(Data listing Opens)

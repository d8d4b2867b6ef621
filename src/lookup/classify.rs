//! Response classification.
//!
//! A response body is matched against the known envelopes in a fixed
//! priority order: error envelope, then matches envelope. A body matching
//! neither is clean. That includes malformed bodies and bodies with unknown
//! vocabulary values, which keeps compatibility with the lenient behavior
//! clients of this API have always had.

use log::debug;

use crate::config::MAX_BODY_PREVIEW_CHARS;
use crate::error_handling::SafeBrowsingError;
use crate::schema::{decode, ErrorDetail, ErrorEnvelope, MatchesEnvelope, ThreatMatch};

/// Outcome of a lookup that produced a response body.
#[derive(Debug, Clone, PartialEq, Eq)]
pub enum LookupResult {
    /// No URL matched any configured list.
    Clean,
    /// At least one URL matched, in service order.
    Matches(Vec<ThreatMatch>),
    /// The service rejected the request.
    ApiError(ErrorDetail),
}

impl LookupResult {
    /// `true` only for [`LookupResult::Clean`].
    pub fn is_clean(&self) -> bool {
        matches!(self, LookupResult::Clean)
    }

    /// Converts the outcome into a yes/no verdict.
    ///
    /// # Errors
    ///
    /// `ThreatFound` for matches and `Api` for service errors.
    pub fn into_verdict(self) -> Result<(), SafeBrowsingError> {
        match self {
            LookupResult::Clean => Ok(()),
            LookupResult::Matches(matches) => Err(SafeBrowsingError::ThreatFound(matches)),
            LookupResult::ApiError(detail) => Err(SafeBrowsingError::Api(detail)),
        }
    }
}

type Classifier = fn(&[u8]) -> Option<LookupResult>;

/// Tried in order; the first classifier that recognises the body wins.
const CLASSIFIERS: [Classifier; 2] = [api_error, threat_matches];

/// Classifies a response body.
pub fn classify_response(body: &[u8]) -> LookupResult {
    if let Some(result) = CLASSIFIERS.iter().find_map(|classify| classify(body)) {
        return result;
    }
    if !is_empty_object(body) {
        let text = String::from_utf8_lossy(body);
        let preview: String = text.chars().take(MAX_BODY_PREVIEW_CHARS).collect();
        debug!(
            "Response matched neither error nor matches envelope, treating as clean: {}",
            preview
        );
    }
    LookupResult::Clean
}

fn api_error(body: &[u8]) -> Option<LookupResult> {
    decode::<ErrorEnvelope>(body)
        .ok()
        .map(|envelope| LookupResult::ApiError(envelope.error))
}

fn threat_matches(body: &[u8]) -> Option<LookupResult> {
    decode::<MatchesEnvelope>(body)
        .ok()
        .filter(|envelope| !envelope.matches.is_empty())
        .map(|envelope| LookupResult::Matches(envelope.matches))
}

fn is_empty_object(body: &[u8]) -> bool {
    decode::<serde_json::Map<String, serde_json::Value>>(body)
        .map(|map| map.is_empty())
        .unwrap_or(false)
}

#[cfg(test)]
mod tests {
    use super::*;
    use crate::error_handling::ErrorKind;
    use crate::schema::{PlatformType, ThreatEntry, ThreatEntryType, ThreatType};

    const ONE_MATCH: &str = r#"{"matches":[{
        "threatType":"SOCIAL_ENGINEERING",
        "platformType":"ANY_PLATFORM",
        "threatEntryType":"URL",
        "threat":{"url":"http://phish.example/"},
        "cacheDuration":"300s"
    }]}"#;

    #[test]
    fn test_empty_object_is_clean() {
        assert_eq!(classify_response(b"{}"), LookupResult::Clean);
    }

    #[test]
    fn test_single_match() {
        let result = classify_response(ONE_MATCH.as_bytes());
        assert_eq!(
            result,
            LookupResult::Matches(vec![ThreatMatch {
                threat_type: ThreatType::SocialEngineering,
                platform_type: PlatformType::Any,
                threat_entry_type: ThreatEntryType::Url,
                threat: ThreatEntry::for_url("http://phish.example/"),
                threat_entry_metadata: None,
                cache_duration: "300s".to_string(),
            }])
        );
    }

    #[test]
    fn test_error_envelope() {
        let result = classify_response(br#"{"error":{"status":"X","message":"Y","code":7}}"#);
        assert_eq!(
            result,
            LookupResult::ApiError(ErrorDetail {
                status: "X".to_string(),
                message: "Y".to_string(),
                code: 7,
            })
        );
    }

    #[test]
    fn test_error_envelope_takes_priority_over_matches() {
        let body = r#"{
            "error":{"status":"X","message":"Y","code":7},
            "matches":[{
                "threatType":"MALWARE",
                "platformType":"ANY_PLATFORM",
                "threatEntryType":"URL",
                "threat":{"url":"http://bad.example/"},
                "cacheDuration":"300s"
            }]
        }"#;
        assert!(matches!(
            classify_response(body.as_bytes()),
            LookupResult::ApiError(_)
        ));
    }

    // Lenient by contract: anything unrecognised is reported as clean.
    #[test]
    fn test_unrecognised_bodies_are_clean() {
        assert_eq!(
            classify_response(br#"{"unexpected":"field"}"#),
            LookupResult::Clean
        );
        assert_eq!(classify_response(b"not json"), LookupResult::Clean);
        assert_eq!(classify_response(b""), LookupResult::Clean);
        assert_eq!(classify_response(br#"{"matches":[]}"#), LookupResult::Clean);
        // A match with a value outside the vocabulary fails to decode
        let unknown = ONE_MATCH.replace("SOCIAL_ENGINEERING", "CRYPTOJACKING");
        assert_eq!(classify_response(unknown.as_bytes()), LookupResult::Clean);
    }

    #[test]
    fn test_into_verdict() {
        assert!(LookupResult::Clean.into_verdict().is_ok());
        let threat = classify_response(ONE_MATCH.as_bytes()).into_verdict().unwrap_err();
        assert_eq!(threat.kind(), ErrorKind::ThreatFound);
        let api = classify_response(br#"{"error":{"status":"X","message":"Y","code":7}}"#)
            .into_verdict()
            .unwrap_err();
        assert_eq!(api.kind(), ErrorKind::ApiError);
    }
}
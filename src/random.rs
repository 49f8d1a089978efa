//! Sources of random indices, as consumed by [`List::shuffle`].
//!
//! [`List::shuffle`]: crate::List::shuffle

use crate::error::{Error, Result};

/// A source of uniformly distributed indices.
///
/// Implementors only provide [`sample`](RandomSource::sample); callers go
/// through [`random_index`](RandomSource::random_index), which checks the
/// range and the returned value.
///
/// Any `FnMut(usize, usize) -> usize` closure is a `RandomSource`:
///
/// ```
/// use ds_list::{List, RandomSource};
///
/// // Always picking `min` leaves a shuffled list in order.
/// let mut first = |min: usize, _max: usize| min;
/// assert_eq!(first.random_index(3, 7), Ok(3));
///
/// let list = List::from([1, 2, 3]);
/// assert_eq!(list.shuffled(&mut first).unwrap(), list);
/// ```
pub trait RandomSource {
    /// Draw a value in `min..max`. Only called with `min < max`.
    fn sample(&mut self, min: usize, max: usize) -> usize;

    /// Draw a value in `min..max`, where `max` is exclusive.
    ///
    /// An empty range `min..min` yields `min` without drawing.
    ///
    /// # Errors
    ///
    /// Returns [`Error::InvalidInput`] if `max < min`, or if the source
    /// produced a value outside `min..max`.
    fn random_index(&mut self, min: usize, max: usize) -> Result<usize> {
        if max < min {
            return Err(Error::InvalidInput(format!(
                "random range {}..{} has max < min",
                min, max
            )));
        }
        if min == max {
            return Ok(min);
        }
        let value = self.sample(min, max);
        if (min..max).contains(&value) {
            Ok(value)
        } else {
            Err(Error::InvalidInput(format!(
                "random source returned {} outside {}..{}",
                value, min, max
            )))
        }
    }
}

impl<F> RandomSource for F
where
    F: FnMut(usize, usize) -> usize,
{
    fn sample(&mut self, min: usize, max: usize) -> usize {
        self(min, max)
    }
}

#[cfg(feature = "rand")]
pub use self::uniform::Uniform;

#[cfg(feature = "rand")]
mod uniform {
    use super::RandomSource;
    use rand::rngs::{StdRng, ThreadRng};
    use rand::{Rng, SeedableRng};

    /// A [`RandomSource`] drawing uniformly from a [`rand::Rng`].
    ///
    /// # Examples
    ///
    /// ```
    /// use ds_list::{List, Uniform};
    ///
    /// let list = List::from_iter(0..10);
    /// let a = list.shuffled(&mut Uniform::seeded(42)).unwrap();
    /// let b = list.shuffled(&mut Uniform::seeded(42)).unwrap();
    /// assert_eq!(a, b);
    /// assert_eq!(a.sorted(), list);
    /// ```
    #[derive(Debug, Clone)]
    pub struct Uniform<R> {
        rng: R,
    }

    impl<R: Rng> Uniform<R> {
        /// A source drawing from any `rng`.
        ///
        /// # Examples
        ///
        /// ```
        /// use ds_list::{RandomSource, Uniform};
        /// use rand::rngs::StdRng;
        /// use rand::SeedableRng;
        ///
        /// let mut source = Uniform::new(StdRng::seed_from_u64(5));
        /// let index = source.random_index(10, 20).unwrap();
        /// assert!((10..20).contains(&index));
        /// ```
        pub fn new(rng: R) -> Self {
            Self { rng }
        }
    }

    impl Uniform<ThreadRng> {
        /// A source backed by the thread-local generator.
        pub fn thread() -> Self {
            Self::new(rand::rng())
        }
    }

    impl Uniform<StdRng> {
        /// A reproducible source seeded with `seed`.
        pub fn seeded(seed: u64) -> Self {
            Self::new(StdRng::seed_from_u64(seed))
        }
    }

    impl<R: Rng> RandomSource for Uniform<R> {
        fn sample(&mut self, min: usize, max: usize) -> usize {
            self.rng.random_range(min..max)
        }
    }
}
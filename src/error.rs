use thiserror::Error;

/// Errors raised by list and cursor operations.
#[derive(Debug, Clone, PartialEq, Eq, Error)]
pub enum Error {
    /// An index-addressed operation was given an index outside `0..len`.
    #[error("index {index} is out of range for a list of length {len}")]
    IndexOutOfRange { index: usize, len: usize },

    /// A cursor was dereferenced (or mutated through) while it points to
    /// no element: either it is an end marker, or its node has been removed.
    #[error("could not dereference an undefined reference")]
    UndefinedReference,

    /// A random source was asked for, or produced, an invalid value.
    #[error("invalid input: {0}")]
    InvalidInput(String),

    /// An element was requested from an empty list.
    #[error("cannot remove an element from an empty list")]
    EmptySequence,
}

pub type Result<T, E = Error> = std::result::Result<T, E>;

#[cfg(test)]
mod tests {
    use super::Error;

    #[test]
    fn error_messages() {
        assert_eq!(
            Error::IndexOutOfRange { index: 4, len: 2 }.to_string(),
            "index 4 is out of range for a list of length 2"
        );
        assert_eq!(
            Error::InvalidInput("max < min".to_string()).to_string(),
            "invalid input: max < min"
        );
        assert_eq!(
            Error::EmptySequence.to_string(),
            "cannot remove an element from an empty list"
        );
    }
}
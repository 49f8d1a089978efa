use std::fmt::{Debug, Formatter};
use std::ops::{Index, IndexMut};
use std::sync::atomic::{AtomicU64, Ordering};

use log::{debug, trace};

use crate::error::{Error, Result};
use crate::list::arena::{Arena, Ptr};
use crate::list::cursor::{Cursor, Direction, NodeRef};
use crate::{Iter, IterMut};

pub mod cursor;
pub mod iterator;

mod algorithms;
mod arena;

/// The `List` is a doubly-linked list whose nodes live in a slot arena.
/// It allows inserting, removing elements at any given position in constant time.
/// In compromise, accessing or mutating elements by index takes *O*(*n*) time.
///
/// The `List` contains:
/// - the `arena` holding every node, addressed by slot pointers;
/// - `head` and `tail`, the slot pointers of the first and last nodes (both
///   absent iff the list is empty);
/// - a length field `len`, maintained on every insertion and removal;
/// - an `owner` tag, unique to this list, stamped into every [`Cursor`] it
///   creates.
///
/// # Naming Conventions
///
/// - `front..=back`: a closed range of list nodes, both inclusive;
/// - `start..end`: a half-open range of list nodes, left inclusive and right
///   exclusive. A `None` end stands for the position past the last node.
pub struct List<T> {
    arena: Arena<T>,
    head: Option<Ptr>,
    tail: Option<Ptr>,
    /// the length of the list
    len: usize,
    owner: u64,
}

pub(crate) struct Node<T> {
    pub(crate) element: T,
    pub(crate) next: Option<Ptr>,
    pub(crate) prev: Option<Ptr>,
}

impl<T> Node<T> {
    pub(crate) fn new(element: T) -> Self {
        Node {
            element,
            next: None,
            prev: None,
        }
    }
}

static NEXT_OWNER: AtomicU64 = AtomicU64::new(0);

fn next_owner() -> u64 {
    NEXT_OWNER.fetch_add(1, Ordering::Relaxed)
}
use crate::algorithms;
use crate::error::{Error, Result};
use crate::list::arena::Ptr;
use crate::list::List;
use crate::random::RandomSource;
use log::trace;
use std::cmp::Ordering;
use std::hash::{Hash, Hasher};

mod sort;

impl<T: PartialEq> PartialEq for List<T> {
    fn eq(&self, other: &Self) -> bool {
        self.len() == other.len() && self.iter().eq(other)
    }
}

impl<T: Eq> Eq for List<T> {}

impl<T: PartialOrd> PartialOrd for List<T> {
    fn partial_cmp(&self, other: &Self) -> Option<Ordering> {
        self.iter().partial_cmp(other)
    }
}

impl<T: Ord> Ord for List<T> {
    #[inline]
    fn cmp(&self, other: &Self) -> Ordering {
        self.iter().cmp(other)
    }
}

impl<T: Clone> Clone for List<T> {
    /// Appends a clone of each element of `self`, in order, to a new list.
    ///
    /// The clone is a different list: cursors of `self` are not valid for it.
    fn clone(&self) -> Self {
        self.iter().cloned().collect()
    }

    fn clone_from(&mut self, other: &Self) {
        while self.len() > other.len() {
            self.pop_back();
        }
        for (elt, elt_other) in self.iter_mut().zip(other) {
            elt.clone_from(elt_other);
        }
        let len = self.len();
        self.extend(other.iter().skip(len).cloned());
    }
}

impl<T: Hash> Hash for List<T> {
    fn hash<H: Hasher>(&self, state: &mut H) {
        self.len().hash(state);
        for elt in self {
            elt.hash(state);
        }
    }
}
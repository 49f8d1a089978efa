use crate::list::arena::{Ptr, Slot};
use crate::list::List;
use std::fmt;
use std::iter::{FromIterator, FusedIterator};
use std::marker::PhantomData;

/// An iterator over the elements of a `List`.
///
/// It keeps the two outermost nodes not yet yielded, `front..=back`, together
/// with the number of elements between them, so it can be consumed from both
/// ends.
///
/// The iterator borrows the list immutably, so the list cannot be mutated
/// while it is alive.
///
/// # Examples
///
/// ```compile_fail
/// use ds_list::List;
///
/// let mut list = List::from([1, 2, 3]);
/// let mut iter = list.iter();
///
/// // Won't compile, because list is already borrowed immutably.
/// list.push_back(4);
/// println!("{:?}", iter.next());
/// ```
pub struct Iter<'a, T: 'a> {
    list: &'a List<T>,
    front: Option<Ptr>,
    back: Option<Ptr>,
    len: usize,
}

impl<'a, T: 'a> Iter<'a, T> {
    pub(crate) fn new(list: &'a List<T>) -> Self {
        Self {
            list,
            front: list.front_node(),
            back: list.back_node(),
            len: list.len(),
        }
    }
}

impl<'a, T: 'a> Clone for Iter<'a, T> {
    fn clone(&self) -> Self {
        Self {
            list: self.list,
            front: self.front,
            back: self.back,
            len: self.len,
        }
    }
}

impl<'a, T: fmt::Debug + 'a> fmt::Debug for Iter<'a, T> {
    fn fmt(&self, f: &mut fmt::Formatter<'_>) -> fmt::Result {
        f.debug_tuple("Iter").field(&self.clone().collect::<Vec<_>>()).finish()
    }
}

impl<'a, T: 'a> Iterator for Iter<'a, T> {
    type Item = &'a T;

    /// Return `*front` and shrink the range to `(front.next)..=back`.
    fn next(&mut self) -> Option<Self::Item> {
        if self.len == 0 {
            return None;
        }
        let node = self.list.node(self.front?);
        self.front = node.next;
        self.len -= 1;
        Some(&node.element)
    }

    fn size_hint(&self) -> (usize, Option<usize>) {
        (self.len, Some(self.len))
    }

    fn last(mut self) -> Option<Self::Item>
    where
        Self: Sized,
    {
        self.next_back()
    }
}

impl<'a, T: 'a> DoubleEndedIterator for Iter<'a, T> {
    /// Return `*back` and shrink the range to `front..=(back.prev)`.
    fn next_back(&mut self) -> Option<Self::Item> {
        if self.len == 0 {
            return None;
        }
        let node = self.list.node(self.back?);
        self.back = node.prev;
        self.len -= 1;
        Some(&node.element)
    }
}

impl<'a, T: 'a> ExactSizeIterator for Iter<'a, T> {}

impl<'a, T: 'a> FusedIterator for Iter<'a, T> {}

/// A mutable iterator over the elements of a `List`.
///
/// `front..=back` denotes the nodes not yet yielded.
///
/// The iterator holds a raw pointer to the slot storage rather than the list
/// itself, so that it can hand out one `&mut` per node. It still *borrows*
/// the list mutably, so a phantom marker of `&'a mut List<T>` keeps the list
/// from being read while it is alive.
///
/// # Examples
///
/// `List` is not readable after an `IterMut` is created.
/// ```compile_fail
/// use ds_list::List;
///
/// let mut list = List::from([1, 2, 3]);
/// let mut iter = list.iter_mut();
/// println!("{:?}", list.back());
/// println!("{:?}", iter.next());
/// ```
pub struct IterMut<'a, T: 'a> {
    slots: *mut Slot<T>,
    front: Option<Ptr>,
    back: Option<Ptr>,
    len: usize,
    _marker: PhantomData<&'a mut List<T>>,
}

impl<'a, T: 'a> IterMut<'a, T> {
    pub(crate) fn new(list: &'a mut List<T>) -> Self {
        let front = list.front_node();
        let back = list.back_node();
        let len = list.len();
        Self {
            slots: list.arena.slots_ptr(),
            front,
            back,
            len,
            _marker: PhantomData,
        }
    }

    /// # Safety
    ///
    /// `ptr` must be a node of the borrowed list that has not been yielded yet.
    unsafe fn slot(&mut self, ptr: Ptr) -> &'a mut Slot<T> {
        &mut *self.slots.add(ptr.index())
    }
}

impl<'a, T: 'a> fmt::Debug for IterMut<'a, T> {
    fn fmt(&self, f: &mut fmt::Formatter<'_>) -> fmt::Result {
        f.debug_struct("IterMut").field("len", &self.len).finish()
    }
}

impl<'a, T: 'a> Iterator for IterMut<'a, T> {
    type Item = &'a mut T;

    fn next(&mut self) -> Option<Self::Item> {
        if self.len == 0 {
            return None;
        }
        let ptr = self.front?;
        // SAFETY: `front..=back` holds `len` unyielded nodes of the borrowed
        // list, and `len > 0`, so `ptr` is occupied and yielded only once.
        let node = unsafe { self.slot(ptr) }.node_mut();
        self.front = node.next;
        self.len -= 1;
        Some(&mut node.element)
    }

    fn size_hint(&self) -> (usize, Option<usize>) {
        (self.len, Some(self.len))
    }

    fn last(mut self) -> Option<Self::Item>
    where
        Self: Sized,
    {
        self.next_back()
    }
}

impl<'a, T: 'a> DoubleEndedIterator for IterMut<'a, T> {
    fn next_back(&mut self) -> Option<Self::Item> {
        if self.len == 0 {
            return None;
        }
        let ptr = self.back?;
        // SAFETY: same as `next`, from the other end of the range.
        let node = unsafe { self.slot(ptr) }.node_mut();
        self.back = node.prev;
        self.len -= 1;
        Some(&mut node.element)
    }
}

impl<'a, T: 'a> ExactSizeIterator for IterMut<'a, T> {}

impl<'a, T: 'a> FusedIterator for IterMut<'a, T> {}

unsafe impl<T: Send> Send for IterMut<'_, T> {}

unsafe impl<T: Sync> Sync for IterMut<'_, T> {}

/// An owning iterator over the elements of a `List`.
///
/// This `struct` is created by the [`into_iter`] method on [`List`]
/// (provided by the `IntoIterator` trait).
///
/// [`into_iter`]: List::into_iter
pub struct IntoIter<T> {
    list: List<T>,
}

impl<T: fmt::Debug> fmt::Debug for IntoIter<T> {
    fn fmt(&self, f: &mut fmt::Formatter<'_>) -> fmt::Result {
        f.debug_tuple("IntoIter").field(&self.list).finish()
    }
}

impl<T> Iterator for IntoIter<T> {
    type Item = T;

    fn next(&mut self) -> Option<Self::Item> {
        self.list.pop_front()
    }

    fn size_hint(&self) -> (usize, Option<usize>) {
        let len = self.list.len();
        (len, Some(len))
    }

    fn last(mut self) -> Option<Self::Item>
    where
        Self: Sized,
    {
        self.next_back()
    }
}

impl<T> DoubleEndedIterator for IntoIter<T> {
    fn next_back(&mut self) -> Option<Self::Item> {
        self.list.pop_back()
    }
}

impl<T> ExactSizeIterator for IntoIter<T> {}

impl<T> FusedIterator for IntoIter<T> {}

impl<T> IntoIterator for List<T> {
    type Item = T;
    type IntoIter = IntoIter<T>;

    fn into_iter(self) -> Self::IntoIter {
        IntoIter { list: self }
    }
}

impl<'a, T> IntoIterator for &'a List<T> {
    type Item = &'a T;
    type IntoIter = Iter<'a, T>;

    fn into_iter(self) -> Self::IntoIter {
        self.iter()
    }
}

impl<'a, T> IntoIterator for &'a mut List<T> {
    type Item = &'a mut T;
    type IntoIter = IterMut<'a, T>;

    fn into_iter(self) -> Self::IntoIter {
        self.iter_mut()
    }
}

impl<T> FromIterator<T> for List<T> {
    fn from_iter<I: IntoIterator<Item = T>>(iter: I) -> Self {
        let mut list = List::new();
        list.extend(iter);
        list
    }
}

impl<T> Extend<T> for List<T> {
    fn extend<I: IntoIterator<Item = T>>(&mut self, iter: I) {
        iter.into_iter().for_each(|item| self.push_back(item));
    }
}

impl<'a, T: 'a + Copy> Extend<&'a T> for List<T> {
    fn extend<I: IntoIterator<Item = &'a T>>(&mut self, iter: I) {
        self.extend(iter.into_iter().copied())
    }
}

impl<T, const N: usize> From<[T; N]> for List<T> {
    fn from(array: [T; N]) -> Self {
        array.into_iter().collect()
    }
}

impl<T> From<Vec<T>> for List<T> {
    fn from(vec: Vec<T>) -> Self {
        vec.into_iter().collect()
    }
}

#[cfg(test)]
mod tests {
    use crate::List;
    use std::fmt::Debug;

    /// Builds a list of `elements` whose nodes sit in slots running against
    /// list order, with a freed slot between every two of them.
    fn scattered<T: Clone>(elements: &[T]) -> List<T> {
        let mut list = List::new();
        for elt in elements.iter().rev() {
            list.push_front(elt.clone());
            list.push_front(elt.clone());
        }
        let mut cursor = list.begin();
        while !cursor.is_end() {
            list.remove(&mut cursor).unwrap();
            cursor.move_next(&list);
        }
        list.check_invariants();
        list
    }

    #[test]
    fn test_iter() {
        // Walks `list` with `$ITER` (reversed if `$REV` is given) and checks
        // it against the same walk over `expected`: once from one end, then
        // switching ends after `mid` elements.
        macro_rules! check_walk {
            ($FN:ident, $ITER:ident $(, $REV:ident)?) => {
                #[allow(unused_mut)]
                fn $FN<T: Eq + Debug>(mut expected: Vec<T>, mut list: List<T>, mid: usize) {
                    let len = expected.len();
                    let mut iter = list.$ITER() $( .$REV() )?;
                    assert_eq!(iter.len(), len);
                    for (i, item) in expected.$ITER() $( .$REV() )?.enumerate() {
                        assert_eq!(iter.next(), Some(item));
                        assert_eq!(iter.len(), len - i - 1);
                    }
                    assert_eq!((iter.next(), iter.next_back(), iter.len()), (None, None, 0));

                    let mut front = list.$ITER() $( .$REV() )?;
                    let mut wanted = expected.$ITER() $( .$REV() )?;
                    for _ in 0..mid {
                        assert_eq!(front.next(), wanted.next());
                    }
                    let mut back = front.rev();
                    let mut wanted = wanted.rev();
                    for i in 0..len - mid {
                        assert_eq!(back.next(), wanted.next());
                        assert_eq!(back.len(), len - mid - i - 1);
                    }
                    assert_eq!((back.next(), back.next_back(), back.len()), (None, None, 0));
                }
            };
        }
        check_walk!(walk_iter, iter);
        check_walk!(walk_iter_mut, iter_mut);
        check_walk!(walk_back_iter, iter, rev);
        check_walk!(walk_back_iter_mut, iter_mut, rev);

        fn check_all<T: Eq + Debug + Clone>(elements: Vec<T>, mid: usize) {
            let lists = [List::from(elements.clone()), scattered(&elements)];
            for list in lists {
                assert_eq!(list.to_vec(), elements);
                walk_iter(elements.clone(), list.clone(), mid);
                walk_iter_mut(elements.clone(), list.clone(), mid);
                walk_back_iter(elements.clone(), list.clone(), mid);
                walk_back_iter_mut(elements.clone(), list, mid);
            }
        }
        for (len, mids) in [
            (10, &[10, 8, 5, 2, 0][..]),
            (2, &[2, 1, 0][..]),
            (1, &[1, 0][..]),
            (0, &[0][..]),
        ] {
            for &mid in mids {
                check_all((0..len).collect(), mid);
                check_all((0..len).map(|i| i.to_string()).collect(), mid);
            }
        }
    }

    #[test]
    fn test_iter_mut_modifies_in_place() {
        let mut list = List::from([1, 2, 3, 4]);
        for elt in &mut list {
            *elt *= 10;
        }
        let mut iter = list.iter_mut();
        *iter.next_back().unwrap() += 1;
        *iter.next().unwrap() += 2;
        assert_eq!(list.into_vec(), vec![12, 20, 30, 41]);
    }

    #[test]
    fn test_into_iter() {
        let list = List::from(vec!['a', 'b', 'c', 'd']);
        let mut iter = list.into_iter();
        assert_eq!(iter.len(), 4);
        assert_eq!(iter.next(), Some('a'));
        assert_eq!(iter.next_back(), Some('d'));
        assert_eq!(iter.len(), 2);
        assert_eq!(format!("{:?}", iter), "IntoIter(['b', 'c'])");
        assert_eq!(iter.last(), Some('c'));
    }

    #[test]
    fn test_iter_debug_and_clone() {
        let list = List::from([1, 2, 3]);
        let mut iter = list.iter();
        iter.next();
        let copy = iter.clone();
        assert_eq!(format!("{:?}", iter), "Iter([2, 3])");
        assert_eq!(copy.collect::<Vec<_>>(), vec![&2, &3]);
        assert_eq!(iter.len(), 2);
    }

    #[test]
    fn test_extend() {
        let mut list = List::from([1]);
        list.extend(vec![2, 3]);
        list.extend(&[4, 5]);
        assert_eq!(list.len(), 5);
        assert_eq!(list.into_vec(), vec![1, 2, 3, 4, 5]);
        let empty: List<i32> = std::iter::empty().collect();
        assert!(empty.is_empty());
    }
}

(Data listing Closes)

Among the records above, find each line holding the string "IntoIterator" and pull it out.

§ **Reply**:
/// (provided by the `IntoIterator` trait).
impl<T> IntoIterator for List<T> {
impl<'a, T> IntoIterator for &'a List<T> {
impl<'a, T> IntoIterator for &'a mut List<T> {
    fn from_iter<I: IntoIterator<Item = T>>(iter: I) -> Self {
    fn extend<I: IntoIterator<Item = T>>(&mut self, iter: I) {
    fn extend<I: IntoIterator<Item = &'a T>>(&mut self, iter: I) {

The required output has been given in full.